The public impact of vaccines on the world is enormous. The vaccine has been tested on 450 children in Burkina Faso and has been shown to be safe. The vaccine proved “highly effective” during 12 months of follow-up. The next phase of testing will take place in four African countries, where 5,000 children aged between five months and three years will be tested.
Malaria is preventable, but it can be life-threatening. Unfortunately, malaria has killed more people than the coronavirus and some of the deadliest epidemics.
Most tourists who come to Africa are afraid of contracting malaria. People who don’t have malaria can experience serious complications from being bitten by mosquitoes in Africa.
The World Health Organization (WHO) provides an estimate of 229 million cases and 409,000 deaths worldwide for 2019. The number could be higher due to a lack of accurate data. Malaria begins with symptoms such as fever, headache, and chills.

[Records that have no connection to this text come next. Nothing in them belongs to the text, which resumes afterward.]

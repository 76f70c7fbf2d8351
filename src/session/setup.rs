//! Session setup and initialization

use crate::config::{Config, resolve_api_key};
use crate::consts::cli_consts::EVENT_QUEUE_SIZE;
use crate::environment::Environment;
use crate::events::{Event, EventSender};
use crate::gateway::{CampaignGateway, InstantlyClient};
use std::error::Error;
use std::sync::Arc;
use std::time::Duration;
use tokio::sync::{broadcast, mpsc};

/// Session data for both TUI and watch modes
pub struct SessionData {
    pub environment: Environment,
    pub config: Config,
    /// Base URL every campaign request goes to
    pub api_base_url: String,
    pub gateway: Arc<dyn CampaignGateway>,
    /// Pollers report through clones of this sender
    pub event_sender: EventSender,
    pub event_receiver: mpsc::Receiver<Event>,
    /// Shutdown sender to stop all background tasks
    pub shutdown_sender: broadcast::Sender<()>,
}

impl SessionData {
    pub fn poll_interval(&self) -> Duration {
        self.config.poll_interval()
    }
}

/// Sets up a session
///
/// This function handles the setup shared by the TUI and watch modes:
/// 1. Resolves the API base URL and credential for the environment
/// 2. Builds the campaign gateway
/// 3. Creates the event and shutdown channels
///
/// # Returns
/// * `Ok(SessionData)` - Successfully set up session
/// * `Err` - Direct mode without an API key, or the HTTP client failed to build
pub fn setup_session(config: Config, env: Environment) -> Result<SessionData, Box<dyn Error>> {
    let api_base_url = config
        .api_base_url
        .clone()
        .unwrap_or_else(|| env.api_base_url());

    // The proxy attaches its own credential; only direct mode sends one.
    let api_key = if env.requires_api_key() {
        let key = resolve_api_key().ok_or_else(|| {
            format!(
                "{} mode needs an API key. Set {} or {}.",
                env,
                crate::config::API_KEY_VAR,
                crate::config::API_KEY_FILE_VAR
            )
        })?;
        Some(key)
    } else {
        None
    };

    let client = InstantlyClient::new(api_base_url.clone(), api_key)?
        .with_analytics_scope(config.analytics_scope_id.clone());

    let (event_sender, event_receiver) = mpsc::channel(EVENT_QUEUE_SIZE);
    // Create shutdown channel - only one shutdown signal needed
    let (shutdown_sender, _) = broadcast::channel(1);

    Ok(SessionData {
        environment: env,
        config,
        api_base_url,
        gateway: Arc::new(client),
        event_sender: EventSender::new(event_sender),
        event_receiver,
        shutdown_sender,
    })
}

#[cfg(test)]
mod tests {
    use super::*;

    #[test]
    fn proxy_mode_needs_no_key() {
        let session = setup_session(Config::default(), Environment::Proxy).unwrap();
        assert_eq!(session.api_base_url, "http://localhost:3000/api/instantly");
        assert_eq!(session.poll_interval(), Duration::from_secs(30));
    }

    #[test]
    fn configured_base_url_wins() {
        let config = Config {
            api_base_url: Some("http://127.0.0.1:8080/api/instantly".into()),
            ..Config::default()
        };
        let session = setup_session(config, Environment::Proxy).unwrap();
        assert_eq!(session.api_base_url, "http://127.0.0.1:8080/api/instantly");
    }
}
use crate::gateway::error::GatewayError;
use crate::models::{CampaignAnalytics, CampaignData, CampaignDetails};
use futures::future::join_all;

pub(crate) mod client;
pub use client::InstantlyClient;
pub mod error;

#[cfg(test)]
use mockall::automock;

/// Read access to the campaign analytics provider.
#[cfg_attr(test, automock)]
#[async_trait::async_trait]
pub trait CampaignGateway: Send + Sync {
    /// Fetch analytics for every campaign visible to this account.
    ///
    /// A single object in the response is returned as a one-element list.
    async fn fetch_analytics(&self) -> Result<Vec<CampaignAnalytics>, GatewayError>;

    /// Fetch the details record of one campaign.
    async fn fetch_details(&self, campaign_id: &str) -> Result<CampaignDetails, GatewayError>;
}

/// Assemble the composite for one campaign.
///
/// Analytics are fetched first because the details lookup needs the id they
/// carry. With `campaign_id` set, a missing record is [`GatewayError::NotFound`];
/// without it the first record is used. Details are enrichment: when their
/// lookup fails the composite carries an empty details object instead.
pub async fn fetch_campaign_data(
    gateway: &dyn CampaignGateway,
    campaign_id: Option<&str>,
) -> Result<CampaignData, GatewayError> {
    let analytics = gateway.fetch_analytics().await?;
    if analytics.is_empty() {
        return Err(GatewayError::EmptyResult);
    }

    let selected = match campaign_id {
        Some(id) => analytics
            .into_iter()
            .find(|campaign| campaign.campaign_id == id)
            .ok_or_else(|| GatewayError::NotFound(id.to_string()))?,
        None => analytics
            .into_iter()
            .next()
            .ok_or(GatewayError::EmptyResult)?,
    };

    Ok(attach_details(gateway, selected).await)
}

/// Assemble composites for every campaign in one analytics response.
///
/// Details lookups run concurrently; each one that fails falls back to an
/// analytics-only composite. An empty analytics list is an empty result here,
/// since the list view renders "no campaigns" rather than an error.
pub async fn fetch_all_campaign_data(
    gateway: &dyn CampaignGateway,
) -> Result<Vec<CampaignData>, GatewayError> {
    let analytics = gateway.fetch_analytics().await?;
    let lookups = analytics
        .into_iter()
        .map(|campaign| attach_details(gateway, campaign));
    Ok(join_all(lookups).await)
}

async fn attach_details(
    gateway: &dyn CampaignGateway,
    analytics: CampaignAnalytics,
) -> CampaignData {
    match gateway.fetch_details(&analytics.campaign_id).await {
        Ok(details) => CampaignData::new(analytics, details),
        Err(e) => {
            log::warn!(
                "Details for campaign {} unavailable, showing analytics only: {}",
                analytics.campaign_id,
                e
            );
            CampaignData::without_details(analytics)
        }
    }
}
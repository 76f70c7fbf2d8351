//! Top-level screen switching and the terminal event loop

use crate::environment::Environment;
use crate::events::{Event as WorkerEvent, EventSender};
use crate::gateway::CampaignGateway;
use crate::polling::Visibility;
use crate::route::Route;
use crate::transition::{TransitionContext, TransitionEvent};
use crate::ui::dashboard::{DashboardState, render_dashboard};
use crate::ui::splash::render_splash;
use crossterm::event::{self, Event, KeyCode, KeyEventKind};
use ratatui::{Frame, Terminal, backend::Backend};
use std::sync::Arc;
use std::time::{Duration, Instant};
use tokio::sync::{broadcast, mpsc};

const SPLASH_DURATION: Duration = Duration::from_secs(2);
const INPUT_POLL: Duration = Duration::from_millis(100);

#[derive(Debug, Clone)]
pub struct UIConfig {
    pub with_background_color: bool,
    pub poll_interval: Duration,
    /// Route shown once the splash screen is gone.
    pub initial_route: Route,
}

/// Handles the dashboard passes to the views it mounts.
pub struct DashboardDeps {
    pub gateway: Arc<dyn CampaignGateway>,
    pub events: EventSender,
    pub transition: TransitionContext,
}

pub enum Screen {
    Splash { since: Instant },
    /// Every route lives inside the dashboard screen.
    Dashboard(Box<DashboardState>),
}

pub struct App {
    started: Instant,
    environment: Environment,
    screen: Screen,
    worker_events: mpsc::Receiver<WorkerEvent>,
    transition_events: mpsc::Receiver<TransitionEvent>,
    shutdown: broadcast::Sender<()>,
    ui_config: UIConfig,
    deps: DashboardDeps,
}

/// What the loop should do after a terminal event.
enum Flow {
    Continue,
    Quit,
}

impl App {
    pub fn new(
        environment: Environment,
        worker_events: mpsc::Receiver<WorkerEvent>,
        transition_events: mpsc::Receiver<TransitionEvent>,
        shutdown: broadcast::Sender<()>,
        ui_config: UIConfig,
        deps: DashboardDeps,
    ) -> Self {
        let started = Instant::now();
        Self {
            started,
            environment,
            screen: Screen::Splash { since: started },
            worker_events,
            transition_events,
            shutdown,
            ui_config,
            deps,
        }
    }

    fn dashboard(&mut self) -> Option<&mut DashboardState> {
        match &mut self.screen {
            Screen::Dashboard(state) => Some(state),
            Screen::Splash { .. } => None,
        }
    }

    /// Leave the splash screen and mount the initial route.
    fn open_dashboard(&mut self) {
        let state = DashboardState::new(
            self.environment,
            self.started,
            self.ui_config.clone(),
            self.deps.gateway.clone(),
            self.deps.events.clone(),
            self.deps.transition.clone(),
        );
        self.screen = Screen::Dashboard(Box::new(state));
    }

    /// Move queued channel traffic into the dashboard, then advance one tick.
    ///
    /// Events that arrive during the splash have no view to land in and are dropped.
    fn pump(&mut self) {
        while let Ok(event) = self.worker_events.try_recv() {
            if let Some(state) = self.dashboard() {
                state.add_event(event);
            }
        }
        while let Ok(event) = self.transition_events.try_recv() {
            if let Some(state) = self.dashboard() {
                state.handle_transition_event(event);
            }
        }
        match &mut self.screen {
            Screen::Dashboard(state) => state.update(),
            Screen::Splash { since } => {
                if since.elapsed() >= SPLASH_DURATION {
                    self.open_dashboard();
                }
            }
        }
    }

    fn on_terminal_event(&mut self, event: Event) -> Flow {
        match event {
            Event::Key(key) if key.kind != KeyEventKind::Release => {
                if matches!(key.code, KeyCode::Esc | KeyCode::Char('q')) {
                    let _ = self.shutdown.send(());
                    return Flow::Quit;
                }
                match self.dashboard() {
                    Some(state) => state.handle_key(key.code),
                    // Any key skips the splash.
                    None => self.open_dashboard(),
                }
            }
            Event::FocusGained => self.set_visibility(Visibility::Visible),
            Event::FocusLost => self.set_visibility(Visibility::Hidden),
            _ => {}
        }
        Flow::Continue
    }

    fn set_visibility(&mut self, visibility: Visibility) {
        if let Some(state) = self.dashboard() {
            state.set_visibility(visibility);
        }
    }

    fn render(&self, f: &mut Frame) {
        match &self.screen {
            Screen::Splash { .. } => render_splash(f),
            Screen::Dashboard(state) => render_dashboard(f, state),
        }
    }
}

/// Drive the UI until the user quits or another task broadcasts shutdown.
pub async fn run<B: Backend>(terminal: &mut Terminal<B>, mut app: App) -> std::io::Result<()> {
    let mut shutdown = app.shutdown.subscribe();

    loop {
        if shutdown.try_recv().is_ok() {
            return Ok(());
        }

        app.pump();
        terminal.draw(|f| app.render(f))?;

        if event::poll(INPUT_POLL)? {
            if let Flow::Quit = app.on_terminal_event(event::read()?) {
                return Ok(());
            }
        }
    }
}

If malaria is not treated, it can cause serious illness and often death. So far, the malaria vaccine has only been shown to be 55% effective in studies on African children. This is not the first time we have had hope of containing this threat. Vaccines against malaria have been introduced in countries such as Ghana. However, they are not effective against malaria. Trials of a malaria vaccine began in 2019.
The advantage of getting a malaria vaccine is that we have thousands of genes, which is difficult to work with. The world expects phase III vaccine studies to be positive. Everyone wants positive results.
A proven malaria vaccine would relieve Africa of the huge amount of money currently being spent on the disease to address several other problems. Do you see this vaccine coming to fruition?